At the opening of trading session, commodities suppliers will supply their commodities to BSAS.
Whenever Bank A intends to purchase commodities, it will key in the amount of commodities required in
a web­based system provided by Bursa. Once the commodities available in BSAS match with what Bank
A wants to purchase, the sale and purchase is done and ownership of the commodities transferred. The
system will then automatically generate an e­Cert to acknowledge the ownership. Next, Bank A has to
credit the money into a Bursa account maintained with its branch (represented as (S) in Fig. 5.3 by Bank
A to BSAS).

After that, Bank A can proceed to sell the commodities to Bank B. Bank A has to create a sub e­Cert in
the system to declare that commodities have been sold to Bank B and the ownership transferred. This
selling transaction will be paid on a deferred basis which allows Bank B to pay Bank A on murabahah:
principal plus profit margin on maturity date. Subsequently, Bank B will sell the commodities to BMIS
who will then sell to the open market at random on BSAS. BSAS will then match the selling activity with
a request to purchasecommodities from the market. Once matched, Bank B may debit the money
transferred to the Bursa account earlier (shown as (S) in Fig. 5.3 by BSAS to Bank B).
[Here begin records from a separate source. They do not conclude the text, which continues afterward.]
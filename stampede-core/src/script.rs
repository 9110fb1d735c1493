use std::fmt;
use std::future::Future;

use stampede_http::HttpClient;
use stampede_metrics::{Registry, RegistryBuilder};

use crate::auth::TokenPool;
use crate::runner::Vu;

/// Failure of `setup` or `teardown`.
#[derive(Debug, Clone, PartialEq, Eq, thiserror::Error)]
#[error("{message}")]
pub struct ScriptError {
    message: String,
}

impl ScriptError {
    pub fn new(message: impl fmt::Display) -> Self {
        Self {
            message: message.to_string(),
        }
    }

    pub fn message(&self) -> &str {
        &self.message
    }
}

impl From<stampede_http::Error> for ScriptError {
    fn from(err: stampede_http::Error) -> Self {
        Self::new(err)
    }
}

impl From<stampede_metrics::Error> for ScriptError {
    fn from(err: stampede_metrics::Error) -> Self {
        Self::new(err)
    }
}

/// Outcome of a failed iteration.
///
/// Everything except [`IterationError::Fatal`] is absorbed into metrics and the VU keeps
/// looping. A fatal error retires the VU; its siblings keep running.
#[derive(Debug, thiserror::Error)]
pub enum IterationError {
    #[error("{0}")]
    Failed(String),

    #[error(transparent)]
    Http(#[from] stampede_http::Error),

    #[error(transparent)]
    Metric(#[from] stampede_metrics::Error),

    #[error("fatal: {0}")]
    Fatal(String),
}

impl IterationError {
    pub fn failed(message: impl fmt::Display) -> Self {
        Self::Failed(message.to_string())
    }

    pub fn fatal(message: impl fmt::Display) -> Self {
        Self::Fatal(message.to_string())
    }

    #[must_use]
    pub fn is_fatal(&self) -> bool {
        matches!(self, Self::Fatal(_))
    }
}

/// What `setup` and `teardown` can see. Both run with no VU alive.
#[derive(Debug, Clone, Copy)]
pub struct SetupContext<'a> {
    pub target: &'a str,
    pub http: &'a HttpClient,
    pub tokens: &'a TokenPool,
    pub metrics: &'a Registry,
}

/// Iteration logic scheduled by the VU runtime.
///
/// `setup` runs once before any VU starts and produces the context shared read-only by
/// every VU. `run` is one iteration. `teardown` runs once after every VU has finished,
/// provided `setup` succeeded.
pub trait Script: Send + Sync + 'static {
    type Context: Send + Sync + 'static;

    /// Declares the custom metrics recorded by `run`.
    fn declare_metrics(&self, _metrics: &mut RegistryBuilder) -> stampede_metrics::Result<()> {
        Ok(())
    }

    fn setup(
        &self,
        ctx: &SetupContext<'_>,
    ) -> impl Future<Output = Result<Self::Context, ScriptError>> + Send;

    fn run(
        &self,
        vu: &Vu<'_, Self::Context>,
    ) -> impl Future<Output = Result<(), IterationError>> + Send;

    fn teardown(
        &self,
        _context: &Self::Context,
        _ctx: &SetupContext<'_>,
    ) -> impl Future<Output = Result<(), ScriptError>> + Send {
        async { Ok(()) }
    }
}
mod cli;
mod exit_codes;
mod logging;
mod output;
mod plan_yaml;
mod run;
mod run_error;
mod workloads;

use clap::Parser;
use mimalloc::MiMalloc;

#[global_allocator]
static GLOBAL: MiMalloc = MiMalloc;

#[tokio::main]
async fn main() {
    let cli = match cli::Cli::try_parse() {
        Ok(v) => v,
        Err(err) => {
            use clap::error::ErrorKind;
            let _ = err.print();
            let code = match err.kind() {
                ErrorKind::DisplayHelp | ErrorKind::DisplayVersion => {
                    exit_codes::ExitCode::Success.as_i32()
                }
                _ => exit_codes::ExitCode::InvalidInput.as_i32(),
            };
            std::process::exit(code);
        }
    };

    if let Err(err) = logging::init(&cli.log_level) {
        eprintln!("{err:#}");
        std::process::exit(exit_codes::ExitCode::InvalidInput.as_i32());
    }

    let code = match cli.command {
        cli::Command::Run(args) => match run::run(args).await {
            Ok(code) => code.as_i32(),
            Err(err) => {
                eprintln!("{err}");
                err.exit_code().as_i32()
            }
        },
    };

    std::process::exit(code);
}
If at the end of trading day there are no interbank players to purchase commodities and no match can be
done, BMIS will purchase all of the commodities and sell them all to the commodities buyers outside the
BSAS market. Players have to be more alert towards the end of the trading day as anyunsold
commodities will be physically delivered to them. Bursa will notify players with outstanding
commodities to sell them to the market before it closes or, if players wanted to take delivery of the
commodities, they may inform Bursa and delivery will take place within a week. Players have to make
sure that they have appointed a broker with a Malaysian Palm Oil Board (MPOB) license as normally the
banks are not MPOB licensed.

In the event that Bank B is not a BSAS participant, or it does not want to handle the trading of
commodities on its own, as it does not want so many reconciliations to be done at its end, it may appoint
an agent in these BSAS transactions.

Brokerage fees for BSAS market usage will be paid to Bursa on a monthly basis. Fees are charged
according to trading volume per month, and are comparatively lower than the brokerage fees charged in
other commodity exchanges or platform.

In the Commodity Murabahah (CM) program, overseas brokers have to be appointed in order to back
foreign currencies IIMM through CM and of course the cost is higher. For the settlement of foreign
currencies in the IIMM deal, debiting and crediting of Bursa account will be made in RM equivalent,
using the same exchange rate to eliminate foreign exchange exposure.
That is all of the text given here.